• Your assignment:
Once you find the line containing "pub mod exec;" in the data below, copy it and each following line exactly, up to and including the line containing "validator exists for", and nothing else.

• The data:
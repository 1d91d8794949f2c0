// SPDX-License-Identifier: MIT OR Apache-2.0
// Copyright (c) 2025 shipway contributors

//! # shipway - Deployment Promotion Pipeline Orchestrator
//!
//! `shipway` models an approval-gated promotion pipeline across two
//! environments: source checkout, infrastructure synthesis, a
//! pre-production build and deploy, a manual promotion gate, then the
//! production build and deploy.
//!
//! ## Features
//!
//! - **Fixed promotion topology** - six stages wired from one manifest
//! - **Environment symmetry** - one factory parameterized by profile builds
//!   both environments, so they cannot drift apart
//! - **Artifact contracts** - named, write-once artifacts with single
//!   producers and stage-barrier visibility
//! - **Promotion gate** - the approval is an explicit state machine, not a
//!   callback, so resumption logic is testable offline
//!
//! ## Quick Start
//!
//! ```bash
//! # Validate the manifest and pipeline
//! shipway validate
//!
//! # Show the promotion plan
//! shipway plan
//!
//! # Render the dependency graph
//! shipway graph --format mermaid
//!
//! # Simulate a full promotion
//! shipway run --decision approve
//! ```

pub mod actions;
pub mod cli;
pub mod errors;
pub mod exec;
pub mod gate;
pub mod manifest;
pub mod pipeline;
pub mod profile;

// Re-export commonly used types
pub use errors::{ShipwayError, ShipwayResult};
pub use gate::{GateDecision, GateState, PromotionGate};
pub use manifest::Manifest;
pub use pipeline::{Pipeline, PipelineBuilder, Stage};
pub use profile::{template_file_name, EnvironmentProfile, EnvironmentTag};

/// Library version
pub const VERSION: &str = env!("CARGO_PKG_VERSION");
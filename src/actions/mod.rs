// SPDX-License-Identifier: MIT OR Apache-2.0
// Copyright (c) 2025 shipway contributors

//! Action factories
//!
//! Each factory turns declarative inputs (profiles, templates, source
//! descriptors) into a fully wired [`Action`](crate::pipeline::Action).
//! Factories are pure: no side effects beyond object construction. The
//! same build/deploy factories serve both environments, which is what
//! keeps pre-production and production structurally identical.

mod approval;
mod build;
mod deploy;
mod source;
mod synth;

pub use approval::approval_action;
pub use build::{build_action, APP_ENV_VAR};
pub use deploy::{deploy_action, location_placeholder, PACKAGE_LOCATION_PARAM};
pub use source::source_action;
pub use synth::synth_action;
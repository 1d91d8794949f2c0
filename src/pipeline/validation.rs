// SPDX-License-Identifier: MIT OR Apache-2.0
// Copyright (c) 2025 shipway contributors

//! Pipeline validation
//!
//! Validates an assembled pipeline before execution. The builder already
//! refuses to construct an invalid topology; this validator exists for
//! pipelines arriving from serialized form, and to report every finding at
//! once instead of stopping at the first.

use std::collections::HashSet;

use crate::errors::ShipwayError;
use crate::pipeline::{ActionGraph, ActionKind, Pipeline, Stage};

/// Pipeline validator
pub struct PipelineValidator;

impl PipelineValidator {
    /// Validate a pipeline, collecting all errors and warnings
    pub fn validate(pipeline: &Pipeline) -> ValidationResult {
        let mut result = ValidationResult::new();

        if pipeline.stages.is_empty() {
            result.add_error("Pipeline has no stages defined");
        }

        let mut seen_stages = HashSet::new();
        for stage in &pipeline.stages {
            if !seen_stages.insert(&stage.name) {
                result.add_error(&format!("Duplicate stage name: '{}'", stage.name));
            }

            let mut seen_actions = HashSet::new();
            for action in &stage.actions {
                if !seen_actions.insert(&action.name) {
                    result.add_error(&format!(
                        "Stage '{}': duplicate action name '{}'",
                        stage.name, action.name
                    ));
                }
            }
        }

        // Artifact invariants (single producer, no forward references, no
        // cycles) come from the graph build.
        match ActionGraph::build(pipeline) {
            Ok(_) => {}
            Err(ShipwayError::ArtifactCollision {
                artifact,
                first,
                second,
            }) => {
                result.add_error(&format!(
                    "Artifact '{}' produced by both '{}' and '{}'",
                    artifact, first, second
                ));
            }
            Err(ShipwayError::UnknownArtifact { action, artifact }) => {
                result.add_error(&format!(
                    "Action '{}' consumes unknown artifact '{}'",
                    action, artifact
                ));
            }
            Err(ShipwayError::ForwardReference {
                action, artifact, ..
            }) => {
                result.add_error(&format!(
                    "Action '{}' consumes artifact '{}' before it is produced",
                    action, artifact
                ));
            }
            Err(ShipwayError::CircularDependency { actions }) => {
                result.add_error(&format!(
                    "Circular artifact dependency involving: {}",
                    actions.join(", ")
                ));
            }
            Err(e) => {
                result.add_error(&format!("Graph validation error: {}", e));
            }
        }

        let mut synth_seen = false;
        for stage in &pipeline.stages {
            Self::validate_stage(stage, synth_seen, &mut result);
            synth_seen = synth_seen
                || stage
                    .actions
                    .iter()
                    .any(|a| matches!(a.config, crate::pipeline::ActionConfig::Synth { .. }));
        }

        result
    }

    fn validate_stage(stage: &Stage, synth_seen: bool, result: &mut ValidationResult) {
        for action in &stage.actions {
            match action.kind() {
                ActionKind::Approval => {
                    if !action.inputs.is_empty() || !action.outputs.is_empty() {
                        result.add_error(&format!(
                            "Stage '{}': approval action '{}' must not carry artifacts",
                            stage.name, action.name
                        ));
                    }

                    // A gate sharing its run-order group would race the
                    // actions it is supposed to guard.
                    let sharing = stage
                        .actions
                        .iter()
                        .filter(|a| a.run_order == action.run_order)
                        .count();
                    if sharing > 1 {
                        result.add_warning(&format!(
                            "Stage '{}': approval action '{}' shares run-order {} with other actions",
                            stage.name, action.name, action.run_order
                        ));
                    }
                }
                ActionKind::Deploy => {
                    if !synth_seen {
                        result.add_error(&format!(
                            "Stage '{}': deploy action '{}' appears before any synthesis stage",
                            stage.name, action.name
                        ));
                    }
                }
                ActionKind::Source | ActionKind::Build => {}
            }
        }
    }
}

/// Result of pipeline validation
#[derive(Debug, Default)]
pub struct ValidationResult {
    pub errors: Vec<String>,
    pub warnings: Vec<String>,
}

impl ValidationResult {
    pub fn new() -> Self {
        Self::default()
    }

    pub fn add_error(&mut self, message: &str) {
        self.errors.push(message.to_string());
    }

    pub fn add_warning(&mut self, message: &str) {
        self.warnings.push(message.to_string());
    }

    pub fn is_valid(&self) -> bool {
        self.errors.is_empty()
    }

    pub fn has_warnings(&self) -> bool {
        !self.warnings.is_empty()
    }
}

• Result for this exercise:
pub mod exec;
pub mod gate;
pub mod manifest;
pub mod pipeline;
pub mod profile;

// Re-export commonly used types
pub use errors::{ShipwayError, ShipwayResult};
pub use gate::{GateDecision, GateState, PromotionGate};
pub use manifest::Manifest;
pub use pipeline::{Pipeline, PipelineBuilder, Stage};
pub use profile::{template_file_name, EnvironmentProfile, EnvironmentTag};

/// Library version
pub const VERSION: &str = env!("CARGO_PKG_VERSION");
filename src/actions/mod.rs
// SPDX-License-Identifier: MIT OR Apache-2.0
// Copyright (c) 2025 shipway contributors

//! Action factories
//!
//! Each factory turns declarative inputs (profiles, templates, source
//! descriptors) into a fully wired [`Action`](crate::pipeline::Action).
//! Factories are pure: no side effects beyond object construction. The
//! same build/deploy factories serve both environments, which is what
//! keeps pre-production and production structurally identical.

mod approval;
mod build;
mod deploy;
mod source;
mod synth;

pub use approval::approval_action;
pub use build::{build_action, APP_ENV_VAR};
pub use deploy::{deploy_action, location_placeholder, PACKAGE_LOCATION_PARAM};
pub use source::source_action;
pub use synth::synth_action;
repository 1d91d8794949f2c0
filename src/pipeline/validation.rs
// SPDX-License-Identifier: MIT OR Apache-2.0
// Copyright (c) 2025 shipway contributors

//! Pipeline validation
//!
//! Validates an assembled pipeline before execution. The builder already
//! refuses to construct an invalid topology; this validator exists for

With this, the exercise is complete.